▸ WHAT YOU NEED TO DO
Here is a block of records. Copy every line in it that includes "DataFrame".

▸ SOURCE DATA
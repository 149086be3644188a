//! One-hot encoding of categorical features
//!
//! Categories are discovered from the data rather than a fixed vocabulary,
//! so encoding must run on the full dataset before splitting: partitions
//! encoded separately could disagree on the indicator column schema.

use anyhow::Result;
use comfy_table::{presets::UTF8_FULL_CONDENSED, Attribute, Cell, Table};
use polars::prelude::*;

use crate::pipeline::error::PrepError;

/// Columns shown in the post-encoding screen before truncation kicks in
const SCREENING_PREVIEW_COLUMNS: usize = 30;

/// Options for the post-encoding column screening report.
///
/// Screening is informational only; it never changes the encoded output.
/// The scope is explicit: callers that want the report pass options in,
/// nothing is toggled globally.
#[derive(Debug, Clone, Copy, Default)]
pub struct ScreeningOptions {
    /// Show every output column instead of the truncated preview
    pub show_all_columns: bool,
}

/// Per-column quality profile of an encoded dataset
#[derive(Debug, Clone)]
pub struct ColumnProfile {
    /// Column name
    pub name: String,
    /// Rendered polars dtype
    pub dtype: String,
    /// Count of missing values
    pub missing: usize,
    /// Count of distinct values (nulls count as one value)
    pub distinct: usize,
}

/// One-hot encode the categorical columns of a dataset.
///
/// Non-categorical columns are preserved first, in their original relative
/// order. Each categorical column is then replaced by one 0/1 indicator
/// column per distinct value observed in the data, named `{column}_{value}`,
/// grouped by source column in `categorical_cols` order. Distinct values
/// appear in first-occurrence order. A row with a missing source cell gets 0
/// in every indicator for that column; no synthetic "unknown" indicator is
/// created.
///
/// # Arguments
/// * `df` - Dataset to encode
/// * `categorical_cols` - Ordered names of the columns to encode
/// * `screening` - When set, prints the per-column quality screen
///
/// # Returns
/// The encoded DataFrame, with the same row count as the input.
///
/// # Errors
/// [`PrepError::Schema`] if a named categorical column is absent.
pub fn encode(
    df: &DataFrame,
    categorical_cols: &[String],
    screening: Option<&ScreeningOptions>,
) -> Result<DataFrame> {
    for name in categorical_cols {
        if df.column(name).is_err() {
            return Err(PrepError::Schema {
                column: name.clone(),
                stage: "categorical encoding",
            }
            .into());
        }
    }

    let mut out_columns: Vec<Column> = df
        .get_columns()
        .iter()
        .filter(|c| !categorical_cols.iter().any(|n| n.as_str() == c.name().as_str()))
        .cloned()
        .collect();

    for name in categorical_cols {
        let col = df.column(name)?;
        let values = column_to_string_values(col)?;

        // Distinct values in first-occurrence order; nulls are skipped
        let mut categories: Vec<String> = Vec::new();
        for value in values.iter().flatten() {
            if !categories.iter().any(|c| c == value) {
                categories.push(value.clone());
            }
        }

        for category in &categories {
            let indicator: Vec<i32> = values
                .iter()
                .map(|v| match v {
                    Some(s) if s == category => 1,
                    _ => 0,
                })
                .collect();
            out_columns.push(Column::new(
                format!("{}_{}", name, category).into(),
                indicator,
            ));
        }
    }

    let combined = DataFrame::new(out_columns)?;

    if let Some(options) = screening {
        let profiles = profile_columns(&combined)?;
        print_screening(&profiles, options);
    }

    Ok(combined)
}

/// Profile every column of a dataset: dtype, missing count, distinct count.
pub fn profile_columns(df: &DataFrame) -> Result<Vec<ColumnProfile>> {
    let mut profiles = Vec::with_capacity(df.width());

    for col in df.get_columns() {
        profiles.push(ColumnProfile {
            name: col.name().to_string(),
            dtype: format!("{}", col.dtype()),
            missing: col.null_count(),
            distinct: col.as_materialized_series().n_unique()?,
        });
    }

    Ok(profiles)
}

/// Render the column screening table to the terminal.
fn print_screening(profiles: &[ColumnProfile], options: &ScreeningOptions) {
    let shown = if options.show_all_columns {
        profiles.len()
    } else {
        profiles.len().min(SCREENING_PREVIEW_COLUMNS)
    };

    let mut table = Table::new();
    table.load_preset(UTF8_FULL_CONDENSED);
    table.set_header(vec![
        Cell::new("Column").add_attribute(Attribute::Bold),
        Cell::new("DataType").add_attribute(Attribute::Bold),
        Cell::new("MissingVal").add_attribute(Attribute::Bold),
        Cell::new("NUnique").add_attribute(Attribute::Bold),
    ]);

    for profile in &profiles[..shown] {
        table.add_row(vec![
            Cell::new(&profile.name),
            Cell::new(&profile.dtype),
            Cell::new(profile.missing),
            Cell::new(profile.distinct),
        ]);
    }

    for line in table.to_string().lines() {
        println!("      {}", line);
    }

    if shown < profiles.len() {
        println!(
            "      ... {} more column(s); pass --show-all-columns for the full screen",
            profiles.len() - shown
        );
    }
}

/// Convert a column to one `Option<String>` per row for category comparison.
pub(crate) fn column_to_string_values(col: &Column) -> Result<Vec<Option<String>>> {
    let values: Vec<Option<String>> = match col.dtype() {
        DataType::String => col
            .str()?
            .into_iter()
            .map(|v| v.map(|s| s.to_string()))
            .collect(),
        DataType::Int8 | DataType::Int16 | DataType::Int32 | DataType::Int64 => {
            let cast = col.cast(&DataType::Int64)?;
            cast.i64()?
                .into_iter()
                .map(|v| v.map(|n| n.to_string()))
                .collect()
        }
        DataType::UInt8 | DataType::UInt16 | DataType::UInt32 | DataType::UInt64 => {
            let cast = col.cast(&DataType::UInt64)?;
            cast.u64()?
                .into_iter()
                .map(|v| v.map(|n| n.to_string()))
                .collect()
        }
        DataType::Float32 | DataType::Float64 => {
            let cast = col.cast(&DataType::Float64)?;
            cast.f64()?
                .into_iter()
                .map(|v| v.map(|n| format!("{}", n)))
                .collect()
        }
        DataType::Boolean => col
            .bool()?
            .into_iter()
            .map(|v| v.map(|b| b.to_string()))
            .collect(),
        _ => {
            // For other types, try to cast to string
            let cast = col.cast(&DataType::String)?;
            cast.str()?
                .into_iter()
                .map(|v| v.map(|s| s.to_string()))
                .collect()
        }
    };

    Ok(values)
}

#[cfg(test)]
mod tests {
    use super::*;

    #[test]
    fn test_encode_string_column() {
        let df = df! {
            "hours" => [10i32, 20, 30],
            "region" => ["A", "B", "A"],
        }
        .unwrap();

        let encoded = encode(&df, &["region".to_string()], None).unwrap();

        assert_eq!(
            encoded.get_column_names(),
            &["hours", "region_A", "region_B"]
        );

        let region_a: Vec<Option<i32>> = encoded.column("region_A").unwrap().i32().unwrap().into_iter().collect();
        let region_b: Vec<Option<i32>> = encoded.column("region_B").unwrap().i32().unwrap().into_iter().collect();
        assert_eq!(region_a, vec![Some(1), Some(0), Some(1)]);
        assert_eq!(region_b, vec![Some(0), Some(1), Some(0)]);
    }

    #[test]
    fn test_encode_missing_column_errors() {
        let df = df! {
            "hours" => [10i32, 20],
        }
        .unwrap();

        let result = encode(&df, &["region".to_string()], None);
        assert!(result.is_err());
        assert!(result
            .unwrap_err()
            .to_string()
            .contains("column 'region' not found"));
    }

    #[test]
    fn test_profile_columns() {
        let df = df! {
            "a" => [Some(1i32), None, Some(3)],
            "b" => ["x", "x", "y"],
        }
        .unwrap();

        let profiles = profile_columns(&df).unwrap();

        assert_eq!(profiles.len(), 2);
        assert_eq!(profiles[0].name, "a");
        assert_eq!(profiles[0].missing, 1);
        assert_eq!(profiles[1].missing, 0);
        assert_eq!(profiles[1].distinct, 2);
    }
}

▸ THE COMPLETED TASK
/// The encoded DataFrame, with the same row count as the input.
    df: &DataFrame,
) -> Result<DataFrame> {
    let combined = DataFrame::new(out_columns)?;
pub fn profile_columns(df: &DataFrame) -> Result<Vec<ColumnProfile>> {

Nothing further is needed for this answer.